The essay is for serious Taoists. It digs very deep, deals with Chinese vs. Western ideas of Tao. Is lineage necessary to authenticity, or is it enough to follow principles of Qi flow? It’s also a review of Dream Trippers: Global Daoism and the Crisis of Modern Spirituality by David Palmer and Elijah Siegler.

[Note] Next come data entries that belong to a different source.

use axum::{
    Json,
    http::StatusCode,
    response::{IntoResponse, Response},
};
use serde::Serialize;
use thiserror::Error;

/// Result alias for page handlers and repository operations.
pub type AppResult<T> = Result<T, AppError>;

/// AppError
///
/// Failures a page handler can report. Each maps to one HTTP status and a JSON body.
#[derive(Debug, Error, PartialEq)]
pub enum AppError {
    #[error("course {0} not found")]
    CourseNotFound(u32),

    #[error("team {team_id} not found in course {course_id}")]
    TeamNotFound { course_id: u32, team_id: String },

    #[error("{0}")]
    Validation(String),

    #[error("{0}")]
    Forbidden(String),
}

impl AppError {
    pub fn validation(message: impl Into<String>) -> Self {
        AppError::Validation(message.into())
    }

    pub fn status_code(&self) -> StatusCode {
        match self {
            AppError::CourseNotFound(_) | AppError::TeamNotFound { .. } => StatusCode::NOT_FOUND,
            AppError::Validation(_) => StatusCode::UNPROCESSABLE_ENTITY,
            AppError::Forbidden(_) => StatusCode::FORBIDDEN,
        }
    }

    fn code(&self) -> &'static str {
        match self {
            AppError::CourseNotFound(_) => "course_not_found",
            AppError::TeamNotFound { .. } => "team_not_found",
            AppError::Validation(_) => "validation_error",
            AppError::Forbidden(_) => "forbidden",
        }
    }
}

#[derive(Serialize)]
struct ErrorBody {
    error: &'static str,
    message: String,
}

impl IntoResponse for AppError {
    fn into_response(self) -> Response {
        let status = self.status_code();
        let body = ErrorBody {
            error: self.code(),
            message: self.to_string(),
        };
        (status, Json(body)).into_response()
    }
}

You definitely want to read it, there’s a kindle edition. They spent 12 years writing it, but there’s a lot still un-said. I’m accused in it by one Western scholar of being a “fake” and “responsible for the death of Taoism”. So there will be some spice in my essay. 🙂
This raises an underlying question: Is Taoism a philosophy, a religion, or a method? The curious thing is that in Lao Tzu’s time, about 2500 years ago, the Chinese had no word/concept for either “philosophy”or “religion”. The only science that existed was waidan gong, External (laboratory) alchemy. Modern scholars want to put Taoism into a neat box, but it won’t fit.

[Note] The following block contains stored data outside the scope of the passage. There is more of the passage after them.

use axum::{
    Router,
    extract::FromRef,
    http::HeaderName,
    middleware,
};
use utoipa::OpenApi;
use utoipa_swagger_ui::SwaggerUi;

use tower::ServiceBuilder;
use tower_http::{
    cors::{Any, CorsLayer},
    request_id::{MakeRequestUuid, PropagateRequestIdLayer, SetRequestIdLayer},
    services::{ServeDir, ServeFile},
    trace::{DefaultOnResponse, TraceLayer},
};
use tracing::{Level, Span};

// --- Module Structure ---

// Core application services and components.
pub mod auth;
pub mod catalog;
pub mod config;
pub mod error;
pub mod guard;
pub mod handlers;
pub mod models;
pub mod repository;

// Page routers (Public, Authenticated, Admin).
pub mod routes;
use routes::{admin, authenticated, public};

// --- Public Re-exports ---

pub use config::AppConfig;
pub use guard::{GuardDecision, GuardPolicy};
pub use repository::{InMemoryTeamRepository, RepositoryState};

/// ApiDoc
///
/// OpenAPI document for every page handler and view model, served at
/// `/api/openapi.json` with Swagger UI at `/api/swagger-ui`.
#[derive(OpenApi)]
#[openapi(
    paths(
        handlers::health, handlers::landing, handlers::login_page, handlers::register_page,
        handlers::dashboard, handlers::admin_dashboard, handlers::student_dashboard,
        handlers::professor_dashboard, handlers::list_courses, handlers::list_teams,
        handlers::create_team, handlers::get_team, handlers::update_team,
        handlers::admin_overview
    ),
    components(
        schemas(
            models::UserInfo, models::Permission, models::Course, models::Student,
            models::TeamStatus, models::Team, models::CreateTeamForm, models::UpdateTeamForm,
            models::TeamView, models::TeamStats, models::TeamListView, models::DashboardView,
            models::CourseSummary, models::AdminOverview, models::AuthPageView,
            models::LandingView, models::HealthStatus, auth::RoleClass,
        )
    ),
    tags(
        (name = "innosistemas", description = "Innosistemas course and team management pages")
    )
)]
struct ApiDoc;

/// AppState
///
/// Shared, immutable container for everything a request may need.
#[derive(Clone)]
pub struct AppState {
    /// Course catalog and team store.
    pub repo: RepositoryState,
    /// Configuration loaded at startup.
    pub config: AppConfig,
    /// Tables consulted by the access guard.
    pub policy: GuardPolicy,
}

impl AppState {
    /// State with the given repository, default configuration and the production guard tables.
    pub fn new(repo: RepositoryState, config: AppConfig) -> Self {
        Self {
            repo,
            config,
            policy: GuardPolicy::default(),
        }
    }
}

// --- Axum FromRef Extractor Implementations ---

impl FromRef<AppState> for RepositoryState {
    fn from_ref(app_state: &AppState) -> RepositoryState {
        app_state.repo.clone()
    }
}

impl FromRef<AppState> for AppConfig {
    fn from_ref(app_state: &AppState) -> AppConfig {
        app_state.config.clone()
    }
}

impl FromRef<AppState> for GuardPolicy {
    fn from_ref(app_state: &AppState) -> GuardPolicy {
        app_state.policy
    }
}

/// create_router
///
/// Assembles the page routers and asset services, mounts the access guard over all
/// of them, and wraps the result in the observability layers.
pub fn create_router(state: AppState) -> Router {
    let cors = CorsLayer::new()
        .allow_methods(Any)
        .allow_origin(Any)
        .allow_headers(Any);

    let x_request_id = HeaderName::from_static("x-request-id");
    let assets = state.config.assets_dir.clone();

    let base_router = Router::new()
        // Documentation lives under /api so the guard never redirects it.
        .merge(SwaggerUi::new("/api/swagger-ui").url("/api/openapi.json", ApiDoc::openapi()))
        .merge(public::public_routes())
        .merge(authenticated::authenticated_routes())
        .nest("/admin", admin::admin_routes())
        // Front-end build output and static media.
        .nest_service("/_next/static", ServeDir::new(assets.join("_next").join("static")))
        .nest_service("/icons", ServeDir::new(assets.join("icons")))
        .nest_service("/images", ServeDir::new(assets.join("images")))
        .route_service("/favicon.ico", ServeFile::new(assets.join("favicon.ico")))
        .with_state(state.clone())
        // Runs for every route and the fallback; excluded paths pass straight through.
        .layer(middleware::from_fn_with_state(state, guard::access_guard));

    base_router
        .layer(
            ServiceBuilder::new()
                .layer(SetRequestIdLayer::new(x_request_id.clone(), MakeRequestUuid))
                .layer(
                    TraceLayer::new_for_http()
                        .make_span_with(trace_span_logger)
                        .on_response(
                            DefaultOnResponse::new()
                                .level(Level::INFO)
                                .latency_unit(tower_http::LatencyUnit::Millis),
                        ),
                )
                .layer(PropagateRequestIdLayer::new(x_request_id)),
        )
        .layer(cors)
}

/// trace_span_logger
///
/// Span for `TraceLayer`: method, URI and the `x-request-id` set by the layer above it.
fn trace_span_logger(request: &axum::http::Request<axum::body::Body>) -> Span {
    let request_id = request
        .headers()
        .get("x-request-id")
        .and_then(|value| value.to_str().ok())
        .unwrap_or("unknown");

    tracing::info_span!(
        "http_request",
        method = ?request.method(),
        uri = ?request.uri(),
        req_id = %request_id,
    )
}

Tao is a religious path to salvation in the sense of connecting us directly to Divine source, named Tao/Way. It offers a deep and unique philosophy that embraces natural process as the basis for discovering truth. Plus, it’s a simple, practical, grounded Way of Life. How to breathe, walk, play with the Qi Field to maximize health, pleasure, and integrity. If you practice a method that is systematic and shareable, it can be called a science (Latin root “to know”).
If you roll this all together and modernize it, Tao becomes a universal and multi-dimensional Loving Energy Science. That’s the path, the Way that I walk.
Westerners are hungry for historical context. I’m often asked, “What’s the best book on Taoism?”. Isabelle Robinet’s Taoism: Growth of a Religion is superb, but only covers up to 14th century, but has excellent insights into neidan. Too busy for a whole book?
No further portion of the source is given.